26 Jan, 15 | by EBM
By: Dr. Geoffrey Modest
JAMA published a good up-to-date review article on the diagnosis and treatment of uncomplicated urinary tract infections, defined as acute onset of dysuria, frequency or urgency in a healthy, nonpregnant woman without known functional or anatomical abnormalities of the urinary tract (see doi:10.1001/jama.2014.12842), incorporating all articles published until July 2014 (and not including treatment articles before 2000 since the bacterial resistance patterns have changed so much). They assessed 27 RCTs and clinical trials with 6463 patients, 6 systematic reviews and 11 observational studies with >250K patients. Their conclusions:
–Diagnosis: women with at least 2 symptoms of UTI (dysuria, urgency or frequency) and the absence of vaginal discharge have >90% probability of acute cystitis. adding a urine dipstick for leukocyte esterase does not really change the probability, and studies show no benefit of urine culture. so, unless this is relapse/recurrent infection (>2 UTIs within 6 months), complicated infections, or women with a history of multi-drug resistant organisms, telephone-based therapy is as good as coming in to see a clinician (documented by studies). also patient-initiated therapy is good (small studies, but women were correct in diagnosis >90% of the time) — i.e., giving the woman antibiotics to have at home and take as soon as they get symptoms (not-so-shockingly, the sooner they start therapy, the sooner they feel better).
–Treatment: best are trimethoprim/sulfamethoxazole (TMP/SMX) DS bid x3 days, with clinical cure rates 85-100%; nitrofurantoin 100mg bid for 5-7 days (one study showing 5 days was as good as 7). No difference in clinical cure rates compared to TMP/SMX; fosfomycin 3-g as a single dose. May be a little less effective (I have prescribed it only once in my life, under slight duress from an insistent patient). Of note, the relative cost for a course of therapy for self-paying patient at our pharmacy: TMP/SMX $20.45, Nitrofurantoin $44.10, Fosfomycin (can only get as 3-pak) $198.20
–NOT use: fluoroquinolones (unlike the above, this gets good serum levels and should be reserved for complicated UTIs. Does get good cure rates, but there is increasing bacterial resistance in the community); b-lactams (amoxicillin-clavulanate and cefpodoxime-proxetil) are less effective. non-antibiotics, including ibuprofen, placebo, and cranberry products seem mostly to delay antibiotics.

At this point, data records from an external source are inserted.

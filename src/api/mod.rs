//! HTTP API for Conference Central
//!
//! JSON endpoints over the conference services, authenticated with bearer
//! tokens where an operation acts on behalf of a user.

pub mod extract;
pub mod http;
pub mod rest;

use std::sync::Arc;

use crate::auth::JwtAuth;
use crate::central::ConferenceCentral;

/// Shared application state for all handlers
pub struct AppState {
    pub central: Arc<ConferenceCentral>,
    pub auth: Arc<JwtAuth>,
}

impl AppState {
    pub fn new(central: Arc<ConferenceCentral>, auth: Arc<JwtAuth>) -> Self {
        Self { central, auth }
    }
}
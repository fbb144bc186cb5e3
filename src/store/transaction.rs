//! Optimistic multi-key transactions
//!
//! A transaction records the version of every key it reads (0 for a key that
//! did not exist) and buffers its writes. Commit takes the store's write lock,
//! checks that no read key changed version in the meantime, and applies all
//! writes at once. A changed version means another transaction committed first:
//! the commit fails with a `Conflict` and nothing is written.

use std::collections::{BTreeMap, BTreeSet, HashMap};

use tracing::debug;

use super::{EntityStore, Model};
use crate::error::{ConferenceError, ConferenceResult};
use crate::types::{Entity, EntityKey};

/// Most entity groups a cross-group transaction may touch
pub const MAX_CROSS_GROUP_ENTITY_GROUPS: usize = 25;

/// How a transaction may span entity groups and how often it is retried
#[derive(Debug, Clone, Copy, PartialEq, Eq)]
pub struct TransactionOptions {
    pub cross_group: bool,
    /// Overrides the store's default retry count
    pub retries: Option<usize>,
}

impl TransactionOptions {
    /// Transaction confined to one entity group
    pub fn single_group() -> Self {
        Self {
            cross_group: false,
            retries: None,
        }
    }

    /// Transaction allowed to span up to [`MAX_CROSS_GROUP_ENTITY_GROUPS`] groups
    pub fn cross_group() -> Self {
        Self {
            cross_group: true,
            retries: None,
        }
    }

    pub fn with_retries(mut self, retries: usize) -> Self {
        self.retries = Some(retries);
        self
    }

    fn group_limit(&self) -> usize {
        if self.cross_group {
            MAX_CROSS_GROUP_ENTITY_GROUPS
        } else {
            1
        }
    }
}

impl Default for TransactionOptions {
    fn default() -> Self {
        Self::single_group()
    }
}

/// An open transaction against an [`EntityStore`]
pub struct Transaction<'s> {
    store: &'s EntityStore,
    options: TransactionOptions,
    reads: HashMap<EntityKey, u64>,
    writes: BTreeMap<EntityKey, Entity>,
    groups: BTreeSet<EntityKey>,
}

impl<'s> Transaction<'s> {
    pub(crate) fn new(store: &'s EntityStore, options: TransactionOptions) -> Self {
        Self {
            store,
            options,
            reads: HashMap::new(),
            writes: BTreeMap::new(),
            groups: BTreeSet::new(),
        }
    }

    /// Read an entity, seeing this transaction's own pending writes
    pub fn get<M: Model>(&mut self, key: &EntityKey) -> ConferenceResult<Option<M>> {
        self.enlist(key)?;

        if let Some(entity) = self.writes.get(key) {
            return Ok(M::from_entity(entity).cloned());
        }

        let (version, entity) = self.store.read_versioned(key);
        self.reads.entry(key.clone()).or_insert(version);
        Ok(entity.as_ref().and_then(M::from_entity).cloned())
    }

    /// Buffer a write; it becomes visible to others only on commit
    pub fn put<M: Model>(&mut self, model: M) -> ConferenceResult<EntityKey> {
        let key = model.key().clone();
        self.enlist(&key)?;
        self.writes.insert(key.clone(), model.into_entity());
        Ok(key)
    }

    /// Entities of kind `M` under `ancestor`, recorded in the read set
    pub fn query_ancestor<M: Model>(&mut self, ancestor: &EntityKey) -> ConferenceResult<Vec<M>> {
        self.enlist(ancestor)?;

        let found = self.store.query_ancestor_versioned::<M>(ancestor);
        let mut results = Vec::with_capacity(found.len());
        for (version, model) in found {
            let key = model.key().clone();
            self.reads.entry(key.clone()).or_insert(version);
            match self.writes.get(&key) {
                Some(pending) => results.extend(M::from_entity(pending).cloned()),
                None => results.push(model),
            }
        }
        Ok(results)
    }

    /// Number of distinct entity groups touched so far
    pub fn entity_groups(&self) -> usize {
        self.groups.len()
    }

    pub(crate) fn commit(self) -> ConferenceResult<()> {
        debug!(
            reads = self.reads.len(),
            writes = self.writes.len(),
            groups = self.groups.len(),
            "Committing transaction"
        );
        self.store.commit_writes(&self.reads, self.writes)
    }

    fn enlist(&mut self, key: &EntityKey) -> ConferenceResult<()> {
        let root = key.root();
        if self.groups.contains(root) {
            return Ok(());
        }
        if self.groups.len() >= self.options.group_limit() {
            return Err(ConferenceError::Transaction(if self.options.cross_group {
                format!(
                    "cross-group transaction may touch at most {} entity groups",
                    MAX_CROSS_GROUP_ENTITY_GROUPS
                )
            } else {
                format!(
                    "key '{}' is outside the transaction's entity group; use a cross-group transaction",
                    key
                )
            }));
        }
        self.groups.insert(root.clone());
        Ok(())
    }
}

#[cfg(test)]
mod tests {
    use std::cell::Cell;

    use super::*;
    use crate::types::{Kind, Profile};

    fn profile(user: &str) -> Profile {
        Profile::new(user, user.to_string(), format!("{}@example.com", user))
    }

    #[test]
    fn test_single_group_rejects_second_group() {
        let store = EntityStore::new();
        let result = store.run_in_transaction(TransactionOptions::single_group(), |tx| {
            tx.put(profile("a"))?;
            tx.put(profile("b"))?;
            Ok(())
        });

        assert!(matches!(result, Err(ConferenceError::Transaction(_))));
        assert!(store.get::<Profile>(&EntityKey::profile("a")).is_none());
    }

    #[test]
    fn test_cross_group_commits_both() {
        let store = EntityStore::new();
        store
            .run_in_transaction(TransactionOptions::cross_group(), |tx| {
                tx.put(profile("a"))?;
                tx.put(profile("b"))?;
                Ok(())
            })
            .unwrap();

        assert!(store.get::<Profile>(&EntityKey::profile("a")).is_some());
        assert!(store.get::<Profile>(&EntityKey::profile("b")).is_some());
    }

    #[test]
    fn test_read_your_writes() {
        let store = EntityStore::new();
        let name = store
            .run_in_transaction(TransactionOptions::single_group(), |tx| {
                let mut p = profile("a");
                p.display_name = "Pending".to_string();
                tx.put(p)?;
                let seen: Option<Profile> = tx.get(&EntityKey::profile("a"))?;
                Ok(seen.map(|p| p.display_name))
            })
            .unwrap();

        assert_eq!(name.as_deref(), Some("Pending"));
    }

    #[test]
    fn test_stale_read_collides() {
        let store = EntityStore::new();
        store.put(profile("a")).unwrap();
        let key = EntityKey::profile("a");

        let mut tx = Transaction::new(&store, TransactionOptions::single_group());
        let mut seen: Profile = tx.get(&key).unwrap().unwrap();

        // Another writer commits in between
        let mut other = profile("a");
        other.display_name = "Other".to_string();
        store.put(other).unwrap();

        seen.display_name = "Mine".to_string();
        tx.put(seen).unwrap();
        assert!(matches!(tx.commit(), Err(ConferenceError::Conflict(_))));

        let stored: Profile = store.get(&key).unwrap();
        assert_eq!(stored.display_name, "Other");
    }

    #[test]
    fn test_absent_read_collides_with_insert() {
        let store = EntityStore::new();
        let key = EntityKey::profile("late");

        let mut tx = Transaction::new(&store, TransactionOptions::single_group());
        assert!(tx.get::<Profile>(&key).unwrap().is_none());
        store.put(profile("late")).unwrap();
        tx.put(profile("late")).unwrap();

        assert!(matches!(tx.commit(), Err(ConferenceError::Conflict(_))));
    }

    #[test]
    fn test_closure_error_writes_nothing() {
        let store = EntityStore::new();
        let result: ConferenceResult<()> =
            store.run_in_transaction(TransactionOptions::single_group(), |tx| {
                tx.put(profile("a"))?;
                Err(ConferenceError::conflict("precondition failed"))
            });

        assert!(result.is_err());
        assert!(store.get::<Profile>(&EntityKey::profile("a")).is_none());
    }

    #[test]
    fn test_entity_groups_follow_roots() {
        let store = EntityStore::new();
        let org = EntityKey::profile("org");
        let conf = org.child(Kind::Conference, 1);
        let mut tx = Transaction::new(&store, TransactionOptions::single_group());
        tx.get::<Profile>(&org).unwrap();
        tx.get::<Profile>(&conf).unwrap();
        assert_eq!(tx.entity_groups(), 1);
    }

    /// Body that renames profile "a", letting another writer win the first attempt
    fn rename_after_interference(
        store: &EntityStore,
        attempts: &Cell<usize>,
        tx: &mut Transaction<'_>,
    ) -> ConferenceResult<()> {
        attempts.set(attempts.get() + 1);
        let key = EntityKey::profile("a");
        let mut seen: Profile = tx.get(&key)?.ok_or_else(|| ConferenceError::not_found("a"))?;

        if attempts.get() == 1 {
            let mut other = seen.clone();
            other.display_name = "Other".to_string();
            store.put(other)?;
        }

        seen.display_name = format!("Mine {}", attempts.get());
        tx.put(seen)?;
        Ok(())
    }

    #[test]
    fn test_collision_is_retried_against_fresh_state() {
        let store = EntityStore::new();
        store.put(profile("a")).unwrap();
        let attempts = Cell::new(0);

        store
            .run_in_transaction(TransactionOptions::single_group(), |tx| {
                rename_after_interference(&store, &attempts, tx)
            })
            .unwrap();

        assert_eq!(attempts.get(), 2);
        let stored: Profile = store.get(&EntityKey::profile("a")).unwrap();
        assert_eq!(stored.display_name, "Mine 2");
    }

    #[test]
    fn test_collision_surfaces_when_retries_exhausted() {
        let store = EntityStore::new();
        store.put(profile("a")).unwrap();
        let attempts = Cell::new(0);

        let result = store.run_in_transaction(TransactionOptions::single_group().with_retries(0), |tx| {
            rename_after_interference(&store, &attempts, tx)
        });

        assert!(matches!(
            result,
            Err(ConferenceError::Conflict(ref msg)) if msg.starts_with("Transaction collision")
        ));
        assert_eq!(attempts.get(), 1);
        let stored: Profile = store.get(&EntityKey::profile("a")).unwrap();
        assert_eq!(stored.display_name, "Other");
    }

    #[test]
    fn test_store_default_retries_apply() {
        let store = EntityStore::new().with_retries(0);
        store.put(profile("a")).unwrap();
        let attempts = Cell::new(0);

        let result = store.run_in_transaction(TransactionOptions::single_group(), |tx| {
            rename_after_interference(&store, &attempts, tx)
        });

        assert!(matches!(result, Err(ConferenceError::Conflict(_))));
        assert_eq!(attempts.get(), 1);
    }
}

–In terms of resistance: good to know what the sensitivities are in your area to the different antibiotics and contour therapy to that. It should be noted, however, that many UTIs respond to resistant antibiotics: e.g., for TMP/SMX in one study 84% or susceptible organisms responded vs. 41% of resistant ones, presumably because there is such concentration of antibiotics in the urine that they still work in many cases, which seems better than other studies with placebos. one rule-of-thumb is to use another antibiotic when the resistance rate is above approx. 20%.
–Other groups — not much data. The sense of the authors (under the guise of “expert opinion”) is that men do well with a 14-day course (1 RCT, 1 observational study) in those with febrile UTI involving the prostate, but the experts suggested a 7-day course was likely as good; for diabetic women (1 observational trial), the experts side with treating them as above for nondiabetics.
So, this article basically reinforces immediate treatment of women with uncomplicated UTI symptoms with mostly TMP/SMX or nitrofurantoin, keeping in mind the local resistance patterns. My personal approach for women with relatively frequent infections is to give them a big bottle of TMP/SMX and have them dose themselves. Seems to work well, assuming one chooses appropriate patients (which is really a pretty large % in my practice).